NEW YORK (AP) — New York Rep. Alexandria Ocasio-Cortez said she and other elected officials “narrowly escaped death" last week when a mob of President Donald Trump's supporters stormed into the U.S. Capitol, noting that she had additional concerns her own colleagues would put her at risk.
In an Instagram Live video on Tuesday night, the Democrat said she personally had an encounter, the details of which she said she couldn't disclose due to security concerns, “where I thought I was going to die.”
She said there was “a sense that something was wrong from the inside" and that she remained fearful even after she was taken to a secure location with other elected officials.
Ocasio-Cortez, who is Hispanic, noted that her fears were heightened because there were white supremacists and other extremists taking part in the mostly white mob.

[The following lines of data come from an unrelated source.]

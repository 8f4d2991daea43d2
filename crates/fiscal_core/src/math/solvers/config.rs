//! Solver configuration types.

use num_traits::Float;

/// Configuration for root-finding algorithms.
///
/// # Type Parameters
///
/// * `T` - Floating-point type for tolerance (e.g., `f64`)
///
/// # Example
///
/// ```
/// use fiscal_core::math::solvers::SolverConfig;
///
/// let config: SolverConfig<f64> = SolverConfig::default();
/// assert!(config.tolerance < 1e-8);
/// assert!(config.max_iterations >= 50);
/// ```
#[derive(Debug, Clone, Copy, PartialEq)]
pub struct SolverConfig<T: Float> {
    /// Convergence tolerance for root finding.
    ///
    /// The solver stops when `|f(x)| < tolerance`.
    pub tolerance: T,

    /// Maximum number of iterations before giving up.
    ///
    /// If the solver doesn't converge within this limit it returns
    /// `SolverError::MaxIterationsExceeded`, which the valuation layer
    /// reports as a `NonConvergent` IRR, never a best-guess root.
    pub max_iterations: usize,
}

impl<T: Float> Default for SolverConfig<T> {
    /// Default configuration: tolerance 1e-10, 100 iterations.
    fn default() -> Self {
        Self {
            tolerance: T::from(1e-10).unwrap(),
            max_iterations: 100,
        }
    }
}

impl<T: Float> SolverConfig<T> {
    /// Create a new configuration with specified values.
    ///
    /// # Panics
    ///
    /// Panics if `tolerance <= 0` or `max_iterations == 0`.
    pub fn new(tolerance: T, max_iterations: usize) -> Self {
        assert!(tolerance > T::zero(), "tolerance must be positive");
        assert!(max_iterations > 0, "max_iterations must be > 0");
        Self {
            tolerance,
            max_iterations,
        }
    }

    /// Returns a copy with a caller-imposed iteration budget.
    ///
    /// This is the hook for the wall-clock bound on IRR extraction: the
    /// iteration count is the only intrinsic time limit in the numeric core.
    pub fn with_max_iterations(mut self, max_iterations: usize) -> Self {
        assert!(max_iterations > 0, "max_iterations must be > 0");
        self.max_iterations = max_iterations;
        self
    }
}

#[cfg(test)]
mod tests {
    use super::*;

    #[test]
    fn test_default_config() {
        let config: SolverConfig<f64> = SolverConfig::default();
        assert!((config.tolerance - 1e-10).abs() < 1e-15);
        assert_eq!(config.max_iterations, 100);
    }

    #[test]
    fn test_new_config() {
        let config: SolverConfig<f64> = SolverConfig::new(1e-12, 200);
        assert!((config.tolerance - 1e-12).abs() < 1e-17);
        assert_eq!(config.max_iterations, 200);
    }

    #[test]
    #[should_panic(expected = "tolerance must be positive")]
    fn test_zero_tolerance_panics() {
        let _: SolverConfig<f64> = SolverConfig::new(0.0, 100);
    }

    #[test]
    #[should_panic(expected = "max_iterations must be > 0")]
    fn test_zero_iterations_panics() {
        let _: SolverConfig<f64> = SolverConfig::new(1e-10, 0);
    }

    #[test]
    fn test_iteration_budget() {
        let config: SolverConfig<f64> = SolverConfig::default().with_max_iterations(25);
        assert_eq!(config.max_iterations, 25);
    }
}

The second-term representative, whose New York district covers part of Queens and the Bronx, is among the most high-profile elected officials on the political left and a lightning rod for the right and extreme right.
She had strong condemnation for Trump for inciting the riots, as well as members of his administration who have not invoked the 25th Amendment to remove him from office, as well as those who voted to overturn the election results.
Ocasio-Cortez said those who have resigned in the wake of Wednesday were “cowards."
“They think that resigning is going to clean that blood of their hands," she said. “It is always on them."